Por tanto, las políticas dirigidas al bien común deben pensar en las personas de forma integral. Pensemos, por ejemplo, en la política sanitaria. Lo sanitario no es solo curar, es ofrecer todas las herramientas posibles a las personas para que su forma de vida sea saludable. Esto puede ser, cuidar la contaminación para disminuir los problemas pulmonares, favorecer espacios de ocio y deporte que las personas mejoren su estado físico y psíquico, informar e incluso, eliminar del mercado, productos que sean perjudiciales para el organismo, etc….
Las políticas públicas deben favorecer, en todo momento, una vida “vivible” de la forma más plena posible. Una vida que permita disfrutar de nuestros hijos, de nuestros padres, de nuestras amistades, de nuestros descansos, de nosotros mismos, en definitiva, de todo aquello que nos permita ser felices.

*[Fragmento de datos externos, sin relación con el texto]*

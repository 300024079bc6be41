//! # Selector Lifecycle
//!
//! Drives one batch through pre-selection and event selection.
//!
//! ```text
//! Created --pre_select--> PreSelecting --select--> Selecting --> Done
//!                              |                       |
//!                              +------- error ---------+--> Failed
//! ```
//!
//! Analysis-specific logic plugs in through [`SelectionHooks`]. The
//! event-selection hook receives a fresh [`SelectionContext`] that owns the
//! run's step graph, snapshots and cutflow. Nothing survives between runs.

use crate::batch::EventBatch;
use crate::cutflow::{CutflowAccumulator, CutflowRecords, Weighting};
use crate::graph::{Step, StepGraph};
use crate::mask::Mask;
use crate::snapshot::{Snapshot, SnapshotOptions, SnapshotStore};
use crate::types::{CutflowError, Result};
use serde::{Deserialize, Serialize};

// =============================================================================
// STATE
// =============================================================================

/// Lifecycle state of a [`Selector`].
#[derive(Debug, Clone, Copy, PartialEq, Eq, Hash, Serialize, Deserialize)]
pub enum SelectorState {
    Created,
    PreSelecting,
    Selecting,
    Done,
    /// A hook or engine error aborted the run. Only `reset` leaves this state.
    Failed,
}

impl SelectorState {
    #[must_use]
    pub fn name(&self) -> &'static str {
        match self {
            SelectorState::Created => "Created",
            SelectorState::PreSelecting => "PreSelecting",
            SelectorState::Selecting => "Selecting",
            SelectorState::Done => "Done",
            SelectorState::Failed => "Failed",
        }
    }

    /// Check if the run is over, successfully or not.
    #[must_use]
    pub fn is_terminal(&self) -> bool {
        matches!(self, SelectorState::Done | SelectorState::Failed)
    }
}

impl std::fmt::Display for SelectorState {
    fn fmt(&self, f: &mut std::fmt::Formatter<'_>) -> std::fmt::Result {
        f.write_str(self.name())
    }
}

// =============================================================================
// HOOKS
// =============================================================================

/// Analysis-specific selection logic.
///
/// `Error` is the hook's own error type. Engine errors are lifted into it
/// with `From`, so collaborator errors reach the driver unchanged.
pub trait SelectionHooks {
    type Error: From<CutflowError>;

    /// Object-level cleaning and corrections. Defaults to pass-through.
    fn pre_selection(&mut self, events: EventBatch) -> std::result::Result<EventBatch, Self::Error> {
        Ok(events)
    }

    /// Declare steps, request snapshots and cutflow records, and return the
    /// final batch.
    fn event_selection(
        &mut self,
        events: EventBatch,
        ctx: &mut SelectionContext,
    ) -> std::result::Result<EventBatch, Self::Error>;
}

// =============================================================================
// SELECTION CONTEXT
// =============================================================================

/// Per-run state handed to [`SelectionHooks::event_selection`].
#[derive(Debug, Default)]
pub struct SelectionContext {
    graph: Option<StepGraph>,
    snapshots: SnapshotStore,
    cutflow: CutflowAccumulator,
}

impl SelectionContext {
    #[must_use]
    pub fn new() -> Self {
        Self::default()
    }

    /// Start the step graph for `events`. Must be called exactly once.
    pub fn init_selection(&mut self, events: &EventBatch) -> Result<()> {
        if self.graph.is_some() {
            return Err(CutflowError::AlreadyInitialized);
        }
        tracing::debug!(events = events.len(), "selection initialized");
        self.graph = Some(StepGraph::init(events.len()));
        Ok(())
    }

    #[must_use]
    pub fn is_initialized(&self) -> bool {
        self.graph.is_some()
    }

    /// Declare a step under `parent` (use [`crate::ROOT_STEP`] for the root).
    pub fn add_selection_step(
        &mut self,
        label: &str,
        mask: impl Into<Mask>,
        parent: &str,
    ) -> Result<&Step> {
        self.graph
            .as_mut()
            .ok_or(CutflowError::NotInitialized {
                operation: "add_selection_step",
            })?
            .declare_step(label, mask.into(), parent)
    }

    pub fn graph(&self) -> Result<&StepGraph> {
        self.graph.as_ref().ok_or(CutflowError::NotInitialized { operation: "graph" })
    }

    /// Cumulative mask of a declared step.
    pub fn cumulative(&self, label: &str) -> Result<&Mask> {
        self.graph()?.cumulative(label)
    }

    /// Record the cutflow rows of one step in the run's record set.
    ///
    /// Each step can be recorded once per run.
    pub fn record_cutflow(&mut self, events: &EventBatch, step: &str, weighting: &Weighting) -> Result<()> {
        let graph = self.graph.as_ref().ok_or(CutflowError::NotInitialized {
            operation: "record_cutflow",
        })?;
        let weights = weighting.resolve(events)?;
        self.cutflow.record(graph.step(step)?, weights.as_deref())
    }

    /// Capture a named snapshot of `events` at `step`.
    ///
    /// With `save_cutflow`, every step from the root down to `step` is
    /// recorded into a record set owned by this snapshot.
    pub fn make_snapshot(
        &mut self,
        events: &EventBatch,
        step: &str,
        name: &str,
        options: &SnapshotOptions,
    ) -> Result<&Snapshot> {
        let graph = self.graph.as_ref().ok_or(CutflowError::NotInitialized {
            operation: "make_snapshot",
        })?;
        if self.snapshots.contains(name) {
            return Err(CutflowError::DuplicateSnapshot(name.to_string()));
        }
        let snapshot = Snapshot::capture(name, events, graph, step, options.categories.as_deref())?;

        if options.save_cutflow {
            let weights = options.weighting.resolve(events)?;
            let ancestry = graph.ancestry(step)?;
            self.cutflow.record_snapshot(name, &ancestry, weights.as_deref())?;
        }
        self.snapshots.insert(snapshot)
    }

    pub fn snapshots(&self) -> &SnapshotStore {
        &self.snapshots
    }

    fn finish(self, final_batch: EventBatch) -> Result<RunOutput> {
        let graph = self.graph.ok_or(CutflowError::NotInitialized {
            operation: "event_selection",
        })?;
        Ok(RunOutput {
            final_batch,
            graph,
            snapshots: self.snapshots,
            cutflow: self.cutflow.finish(),
        })
    }
}

// =============================================================================
// RUN OUTPUT
// =============================================================================

/// Everything a completed run produces.
#[derive(Debug, Clone, PartialEq, Serialize, Deserialize)]
pub struct RunOutput {
    pub final_batch: EventBatch,
    pub graph: StepGraph,
    pub snapshots: SnapshotStore,
    pub cutflow: CutflowRecords,
}

// =============================================================================
// SELECTOR
// =============================================================================

/// Runs [`SelectionHooks`] over one batch at a time.
#[derive(Debug)]
pub struct Selector<H: SelectionHooks> {
    hooks: H,
    state: SelectorState,
}

impl<H: SelectionHooks> Selector<H> {
    #[must_use]
    pub fn new(hooks: H) -> Self {
        Self {
            hooks,
            state: SelectorState::Created,
        }
    }

    #[must_use]
    pub fn state(&self) -> SelectorState {
        self.state
    }

    #[must_use]
    pub fn hooks(&self) -> &H {
        &self.hooks
    }

    pub fn hooks_mut(&mut self) -> &mut H {
        &mut self.hooks
    }

    fn expect_state(&self, operation: &'static str, expected: SelectorState) -> std::result::Result<(), H::Error> {
        if self.state == expected {
            Ok(())
        } else {
            Err(CutflowError::InvalidState {
                operation,
                state: self.state,
            }
            .into())
        }
    }

    fn transition(&mut self, next: SelectorState) {
        tracing::debug!(from = %self.state, to = %next, "selector transition");
        self.state = next;
    }

    /// Run the pre-selection hook on the raw batch.
    pub fn pre_select(&mut self, raw: EventBatch) -> std::result::Result<EventBatch, H::Error> {
        self.expect_state("pre_select", SelectorState::Created)?;
        self.transition(SelectorState::PreSelecting);
        self.hooks.pre_selection(raw).inspect_err(|_| {
            self.state = SelectorState::Failed;
        })
    }

    /// Run the event-selection hook and collect the run's output.
    pub fn select(&mut self, events: EventBatch) -> std::result::Result<RunOutput, H::Error> {
        self.expect_state("select", SelectorState::PreSelecting)?;
        self.transition(SelectorState::Selecting);

        let mut ctx = SelectionContext::new();
        let output = match self.hooks.event_selection(events, &mut ctx) {
            Ok(final_batch) => ctx.finish(final_batch).map_err(H::Error::from),
            Err(err) => Err(err),
        };
        match output {
            Ok(output) => {
                self.transition(SelectorState::Done);
                Ok(output)
            }
            Err(err) => {
                self.transition(SelectorState::Failed);
                Err(err)
            }
        }
    }

    /// `pre_select` followed by `select`.
    pub fn run(&mut self, raw: EventBatch) -> std::result::Result<RunOutput, H::Error> {
        let events = self.pre_select(raw)?;
        self.select(events)
    }

    /// Return to `Created` so the selector can process another batch.
    pub fn reset(&mut self) {
        self.transition(SelectorState::Created);
    }
}

// =============================================================================
// TESTS
// =============================================================================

Desde hace ya tiempo, pareciera que nuestra vida únicamente está orientada a la “producción”. Parece que solo se cuida nuestra parte de nuestra existencia en la que producimos para un mercado que nos devora. Los padres no pueden disfrutar de sus hijos pequeños, porque el mundo laboral, exigente, obliga a tener guarderías, familiares o personas contratadas que cuiden, conozcan y se diviertan con nuestros hijos. Los jóvenes, tienen que trabajar en multitud de empleos que, además, no son suficientes para vivir de una forma digna. Los mayores, los que ya salen del mercado laboral, se convierten en “invisibles” y en una “carga” para esta sociedad productiva. En este momento se produce la búsqueda de dónde «aparcarlos”. Los hijos no pueden acompañarlos porque el mercado laboral no lo permite, así que, igual que a los niños, se les buscan personas contratadas o residencias que atiendan sus necesidades básicas. Solo las necesidades básicas, porque el cariño, el abrazo, la sonrisa, y el ánimo no lo pueden disfrutar con quienes les gustaría hacerlo. Esto nos debe hacer reflexionar que, a pesar de ser personas nos hemos olvidado de nuestra faceta emocional. Nos hemos olvidado del aspecto que nos diferencia de la materia.
El mundo productivo fagocita nuestra verdadera existencia y ahí estamos, alimentando este mundo. Queda en nuestras manos cambiar esto, si es que de verdad queremos.